Wolfbit is a cheaply built Dark Armour/Savage Melee Tanker. His build hits these goals:

  • Soft-capped (45%) melee defense
  • Capped Smashing, Lethal and Psionic damage resistance
  • 87.5% global recharge
  • 17% global damage
  • Cheap knockback protection (Kinetic Crash in Kick)
  • Minimal expensive ATOs (the Tanker set)

It’s hard to mess up Tankers in general. Even if your damage output might feel a bit frail, they’re reliable enough that effects that matter over time are going to come up. Tankers get to last the longest and roll the most dice, so they get the biggest benefit out of damage over time effects like Savage Melee’s bleeds and

If you’d like to see the build, click this link.

Now, part of what’s going on with Wolfbit is a sort of – well, it is a mechanical trick, and one I’ve used on other characters, but I like how with Wolfbit it lets him produce a really pronounced effect.

In City of Heroes, any given costume is a saved file, in the costume subdirectory, with the subtype .costume. If you open any given file in a text editor, it’ll open with a block of text that looks like:

{
CostumeFilePrefix male
Scale 25
HeadScales  0,  0,  0
BrowScales  0,  0,  0
CheekScales  0,  0,  0
ChinScales  0,  0,  0
CraniumScales  0,  0,  0
JawScales  0,  0,  0
NoseScales  0,  0,  0
SkinColor  255,  178,  155
NumParts 28
CostumePart ""
{

What we want to focus on up there is the top line: Scale 25. Now, for no good reason (sexism, basically), City of Heroes characters were originally designed way back in the days of 2004 that male (and huge) bodies and female bodies weren’t just working on the same basic scale system. That 25 is not actually the ‘biggest’ a body can be.

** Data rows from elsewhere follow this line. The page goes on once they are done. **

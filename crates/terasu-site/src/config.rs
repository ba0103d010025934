//! Application configuration loaded from environment variables.

use std::path::PathBuf;

use anyhow::bail;
use terasu_core::SanityConfig;

/// Application configuration.
#[derive(Debug, Clone)]
pub struct Config {
    /// Server bind address (e.g., "0.0.0.0:3000").
    pub bind_addr: String,

    /// Public base URL, used in canonical links, share links and the site map.
    pub base_url: String,

    /// Site name shown in page titles and the manifest.
    pub site_name: String,

    /// Short name for the manifest.
    pub site_short_name: String,

    /// Default meta description.
    pub site_description: String,

    /// Manifest theme color.
    pub theme_color: String,

    /// Origins allowed to frame the site (the studio's preview pane).
    pub studio_origins: Vec<String>,

    /// Shared secret for `/api/draft`. Draft mode cannot be enabled there without it.
    pub draft_mode_secret: Option<String>,

    /// Key that signs draft-mode cookies. Random per process when unset.
    pub draft_cookie_key: Option<String>,

    /// Content API connection.
    pub sanity: SanityConfig,

    /// Serve content from this NDJSON export instead of the API.
    pub content_snapshot: Option<PathBuf>,

    /// Deployment environment label ("development", "production", ...).
    pub app_env: String,
}

/// Placeholder project id when content comes only from a snapshot.
pub const LOCAL_PROJECT_ID: &str = "local";

fn env_opt(key: &str) -> Option<String> {
    std::env::var(key)
        .ok()
        .map(|v| v.trim().to_string())
        .filter(|v| !v.is_empty())
}

fn env_or(key: &str, default: &str) -> String {
    env_opt(key).unwrap_or_else(|| default.to_string())
}

impl Config {
    /// Load configuration from environment variables.
    ///
    /// Required:
    /// - `SANITY_PROJECT_ID`, unless `CONTENT_SNAPSHOT` is set
    ///
    /// Optional:
    /// - `SITE_BIND_ADDR`: Server bind address (default: "0.0.0.0:3000")
    /// - `SITE_BASE_URL`: Public base URL (default: "http://localhost:3000")
    /// - `SITE_NAME`, `SITE_SHORT_NAME`, `SITE_DESCRIPTION`: Site identity
    /// - `SITE_THEME_COLOR`: Manifest theme color (default: "#3b82f6")
    /// - `STUDIO_ORIGINS`: Comma-separated origins allowed to frame pages
    /// - `DRAFT_MODE_SECRET`: Secret required by `/api/draft`
    /// - `DRAFT_COOKIE_KEY`: Signing key for the draft-mode cookie (default: random per process)
    /// - `SANITY_DATASET` (default: "production"), `SANITY_API_VERSION` (default: "2025-02-19")
    /// - `SANITY_API_URL`: Override the API host
    /// - `SANITY_API_READ_TOKEN`: Token for draft reads
    /// - `SANITY_API_TOKEN`: Token for writes (admin tool only)
    /// - `CONTENT_SNAPSHOT`: Path to an NDJSON dataset export
    /// - `APP_ENV`: Environment label (default: "development")
    pub fn from_env() -> anyhow::Result<Self> {
        let bind_addr = env_or("SITE_BIND_ADDR", "0.0.0.0:3000");

        let base_url = env_or("SITE_BASE_URL", "http://localhost:3000")
            .trim_end_matches('/')
            .to_string();

        let site_name = env_or("SITE_NAME", "KOKORO TERASU 破");
        let site_short_name = env_or("SITE_SHORT_NAME", "TERASU");
        let site_description = env_or(
            "SITE_DESCRIPTION",
            "最新のテクノロジーとライフスタイルについて発信するブログサイトです。",
        );
        let theme_color = env_or("SITE_THEME_COLOR", "#3b82f6");

        let studio_origins: Vec<String> = std::env::var("STUDIO_ORIGINS")
            .unwrap_or_default()
            .split(',')
            .map(|s| s.trim().trim_end_matches('/').to_string())
            .filter(|s| s.starts_with("https://") || s.starts_with("http://"))
            .collect();

        let content_snapshot = env_opt("CONTENT_SNAPSHOT").map(PathBuf::from);
        let project_id = env_opt("SANITY_PROJECT_ID");
        if project_id.is_none() && content_snapshot.is_none() {
            bail!("SANITY_PROJECT_ID must be set (or CONTENT_SNAPSHOT for local content)");
        }

        let sanity = SanityConfig {
            project_id: project_id.unwrap_or_else(|| LOCAL_PROJECT_ID.to_string()),
            dataset: env_or("SANITY_DATASET", "production"),
            api_version: env_or("SANITY_API_VERSION", "2025-02-19"),
            api_url: env_opt("SANITY_API_URL"),
            read_token: env_opt("SANITY_API_READ_TOKEN"),
            write_token: env_opt("SANITY_API_TOKEN"),
        };

        let draft_mode_secret = env_opt("DRAFT_MODE_SECRET");
        let draft_cookie_key = env_opt("DRAFT_COOKIE_KEY");
        let app_env = env_or("APP_ENV", "development");

        tracing::info!(
            bind_addr = %bind_addr,
            base_url = %base_url,
            site_name = %site_name,
            project_id = %sanity.project_id,
            dataset = %sanity.dataset,
            has_read_token = sanity.read_token.is_some(),
            has_draft_secret = draft_mode_secret.is_some(),
            has_cookie_key = draft_cookie_key.is_some(),
            studio_origins = studio_origins.len(),
            snapshot = ?content_snapshot,
            app_env = %app_env,
            "site configuration loaded"
        );

        Ok(Self {
            bind_addr,
            base_url,
            site_name,
            site_short_name,
            site_description,
            theme_color,
            studio_origins,
            draft_mode_secret,
            draft_cookie_key,
            sanity,
            content_snapshot,
            app_env,
        })
    }

    /// Absolute URL for a root-relative path.
    pub fn absolute_url(&self, path: &str) -> String {
        format!("{}{}", self.base_url, path)
    }
}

If you edit a costume file, you can change that value from anywhere from 25 to 35, and the game will if you load that costume, let you make a much taller character. 35 with max legs is about the cap of height (and it is a lot bigger than the biggest female body you can make). I wish it wasn’t unfair like that, and I wish it wasn’t something that involves this kind of hacky trick, but if you want to make a character Very Big, this is an option.

The game can be a bit irregular about it. What I recommend you do is make the costume look exactly how you want it to look, save that file, then edit the file to have the new height. Load the costume file, and without changing anything, commit to the changes. It should look like:

{
CostumeFilePrefix male
Scale 35

For Wolfbit, he has 9 of his costumes dedicated to Cody, just the ordinary look of an ordinary boy. He’s dark skinned and he has sharp claws, but that’s stuff that’s meant to be easily ignored in most day to day interactions. His wolf form, however, is a huge model with its height scale set to 35. That means when he does ‘shapeshift’ into wolf form, he is really tangibly large, and it looks a lot more like a proper ‘werewolf’ shapeshift.

Sadly, this doesn’t work for female costumes. 😞

History

Wolfbit was created on the Homecoming server. I was curious about being able to use the shapeshifting difference between huge and human models, and I liked the look of this new ‘savage melee’ set. Turns out, it’s a big AOE set with a lot of damage over time effects and it has a teleport that speeds up the gap between combats.

When the Tanker update was done in 2020, it came with a big upgrade to all tank sets’ ability to do AOE damage – they got larger and got a target cap increase. That was pretty cool, and it meant that Wolfbit went from being a ‘very tough all-purpose tank’ for pickup crews to kind of defining perimeters of combat.

I’m really fond of Wolfbit, and at the moment he has no major social connections. He’s in a group of Midnighters a friend made, a sort of ‘all purpose spooky stuff’ pickup crew called The Eleventh Hour.